TO DO ▸ Search the material below for the string "unwrap" and copy each line where it appears.

═════ EXERCISE DATA ═════

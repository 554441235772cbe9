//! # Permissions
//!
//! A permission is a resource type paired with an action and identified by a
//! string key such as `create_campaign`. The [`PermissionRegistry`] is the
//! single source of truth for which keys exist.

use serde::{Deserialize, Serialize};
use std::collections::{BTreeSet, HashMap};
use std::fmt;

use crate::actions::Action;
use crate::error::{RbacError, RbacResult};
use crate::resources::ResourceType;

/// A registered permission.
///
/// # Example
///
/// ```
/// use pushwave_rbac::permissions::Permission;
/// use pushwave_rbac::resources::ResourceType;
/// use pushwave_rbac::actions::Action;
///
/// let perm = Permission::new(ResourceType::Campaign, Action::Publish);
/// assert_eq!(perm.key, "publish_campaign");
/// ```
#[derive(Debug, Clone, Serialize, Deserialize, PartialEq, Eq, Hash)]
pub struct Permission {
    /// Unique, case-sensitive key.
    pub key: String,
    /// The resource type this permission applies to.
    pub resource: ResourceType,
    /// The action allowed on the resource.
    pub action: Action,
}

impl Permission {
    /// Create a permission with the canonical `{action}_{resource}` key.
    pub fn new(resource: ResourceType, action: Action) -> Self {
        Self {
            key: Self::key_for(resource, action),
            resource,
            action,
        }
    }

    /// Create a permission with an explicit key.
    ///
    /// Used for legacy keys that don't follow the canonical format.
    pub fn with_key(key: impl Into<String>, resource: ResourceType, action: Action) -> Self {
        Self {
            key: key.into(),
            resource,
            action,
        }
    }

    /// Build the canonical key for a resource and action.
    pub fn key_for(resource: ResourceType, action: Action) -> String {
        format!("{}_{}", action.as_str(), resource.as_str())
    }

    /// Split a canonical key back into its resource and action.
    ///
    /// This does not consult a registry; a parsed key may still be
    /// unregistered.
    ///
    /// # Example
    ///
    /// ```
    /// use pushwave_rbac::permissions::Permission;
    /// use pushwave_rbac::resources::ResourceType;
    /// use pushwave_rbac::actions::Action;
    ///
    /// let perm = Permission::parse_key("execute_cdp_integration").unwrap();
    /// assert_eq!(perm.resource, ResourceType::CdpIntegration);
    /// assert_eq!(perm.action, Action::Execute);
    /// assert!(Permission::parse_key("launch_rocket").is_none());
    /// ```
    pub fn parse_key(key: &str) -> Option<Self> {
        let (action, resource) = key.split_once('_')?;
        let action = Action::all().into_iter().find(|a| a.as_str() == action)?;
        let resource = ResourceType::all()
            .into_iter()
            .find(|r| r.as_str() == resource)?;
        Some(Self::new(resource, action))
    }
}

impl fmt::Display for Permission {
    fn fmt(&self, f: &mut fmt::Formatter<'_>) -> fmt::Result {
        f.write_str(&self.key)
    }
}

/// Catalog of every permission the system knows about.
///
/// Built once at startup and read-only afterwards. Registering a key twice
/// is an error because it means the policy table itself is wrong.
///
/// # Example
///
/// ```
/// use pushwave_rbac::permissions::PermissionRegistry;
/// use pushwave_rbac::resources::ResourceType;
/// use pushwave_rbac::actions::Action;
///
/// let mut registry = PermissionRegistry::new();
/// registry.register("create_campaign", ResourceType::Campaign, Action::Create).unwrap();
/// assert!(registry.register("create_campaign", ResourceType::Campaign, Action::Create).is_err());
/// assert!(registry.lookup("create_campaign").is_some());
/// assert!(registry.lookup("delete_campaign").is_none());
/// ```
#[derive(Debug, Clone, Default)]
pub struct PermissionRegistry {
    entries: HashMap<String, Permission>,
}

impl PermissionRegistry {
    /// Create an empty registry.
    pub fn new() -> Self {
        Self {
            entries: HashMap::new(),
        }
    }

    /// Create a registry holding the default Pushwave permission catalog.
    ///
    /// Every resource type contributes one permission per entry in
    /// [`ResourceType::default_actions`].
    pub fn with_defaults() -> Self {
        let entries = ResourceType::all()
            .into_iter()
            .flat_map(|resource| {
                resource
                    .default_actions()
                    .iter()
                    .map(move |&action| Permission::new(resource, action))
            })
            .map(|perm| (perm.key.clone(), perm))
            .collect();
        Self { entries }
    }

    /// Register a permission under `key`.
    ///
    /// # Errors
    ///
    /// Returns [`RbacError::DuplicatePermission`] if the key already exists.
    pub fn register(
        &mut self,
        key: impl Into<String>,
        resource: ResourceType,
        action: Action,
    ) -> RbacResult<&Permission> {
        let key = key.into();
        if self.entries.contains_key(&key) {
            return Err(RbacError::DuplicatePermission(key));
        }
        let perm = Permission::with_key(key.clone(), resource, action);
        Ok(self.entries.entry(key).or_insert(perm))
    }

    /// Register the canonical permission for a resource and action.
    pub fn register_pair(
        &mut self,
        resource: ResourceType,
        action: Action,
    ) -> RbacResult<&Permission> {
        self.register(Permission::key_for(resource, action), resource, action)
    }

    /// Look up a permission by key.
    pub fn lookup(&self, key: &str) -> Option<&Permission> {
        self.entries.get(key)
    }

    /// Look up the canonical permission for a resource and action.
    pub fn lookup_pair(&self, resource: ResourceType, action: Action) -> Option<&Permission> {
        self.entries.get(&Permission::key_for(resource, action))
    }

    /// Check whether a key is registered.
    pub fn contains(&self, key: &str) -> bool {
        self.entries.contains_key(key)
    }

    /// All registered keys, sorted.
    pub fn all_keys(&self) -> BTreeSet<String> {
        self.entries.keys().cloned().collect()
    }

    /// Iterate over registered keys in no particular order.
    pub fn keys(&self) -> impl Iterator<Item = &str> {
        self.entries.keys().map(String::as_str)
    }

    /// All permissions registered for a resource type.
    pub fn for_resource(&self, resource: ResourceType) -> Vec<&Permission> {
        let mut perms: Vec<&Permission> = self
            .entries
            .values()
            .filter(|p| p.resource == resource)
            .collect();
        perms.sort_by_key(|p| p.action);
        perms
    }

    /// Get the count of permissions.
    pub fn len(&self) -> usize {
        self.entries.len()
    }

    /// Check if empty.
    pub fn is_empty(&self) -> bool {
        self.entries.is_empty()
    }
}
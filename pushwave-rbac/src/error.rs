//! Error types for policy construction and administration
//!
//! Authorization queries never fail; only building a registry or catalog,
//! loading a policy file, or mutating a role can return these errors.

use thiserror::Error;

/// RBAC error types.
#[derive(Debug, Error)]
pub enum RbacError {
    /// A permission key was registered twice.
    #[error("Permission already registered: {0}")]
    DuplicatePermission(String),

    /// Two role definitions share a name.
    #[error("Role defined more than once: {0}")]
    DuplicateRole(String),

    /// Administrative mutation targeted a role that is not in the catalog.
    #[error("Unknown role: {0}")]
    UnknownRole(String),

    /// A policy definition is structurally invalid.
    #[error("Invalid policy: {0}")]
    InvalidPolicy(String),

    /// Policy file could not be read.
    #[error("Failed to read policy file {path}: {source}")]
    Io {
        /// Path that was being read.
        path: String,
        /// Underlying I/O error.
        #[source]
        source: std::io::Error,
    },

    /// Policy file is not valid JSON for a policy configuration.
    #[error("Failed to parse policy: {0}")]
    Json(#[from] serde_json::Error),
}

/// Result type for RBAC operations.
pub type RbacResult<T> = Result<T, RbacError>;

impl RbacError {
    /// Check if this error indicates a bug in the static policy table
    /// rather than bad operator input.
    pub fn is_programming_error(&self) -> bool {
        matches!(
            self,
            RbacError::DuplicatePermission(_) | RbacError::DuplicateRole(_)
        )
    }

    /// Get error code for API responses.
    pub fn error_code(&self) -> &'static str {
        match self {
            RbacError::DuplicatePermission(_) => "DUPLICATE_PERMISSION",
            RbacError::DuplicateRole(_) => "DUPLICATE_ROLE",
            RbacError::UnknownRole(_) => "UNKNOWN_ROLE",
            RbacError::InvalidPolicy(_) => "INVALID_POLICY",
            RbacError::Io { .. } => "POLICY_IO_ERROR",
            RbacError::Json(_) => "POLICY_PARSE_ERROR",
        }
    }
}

═════

ANSWER BELOW ▸
    /// let perm = Permission::parse_key("execute_cdp_integration").unwrap();
/// registry.register("create_campaign", ResourceType::Campaign, Action::Create).unwrap();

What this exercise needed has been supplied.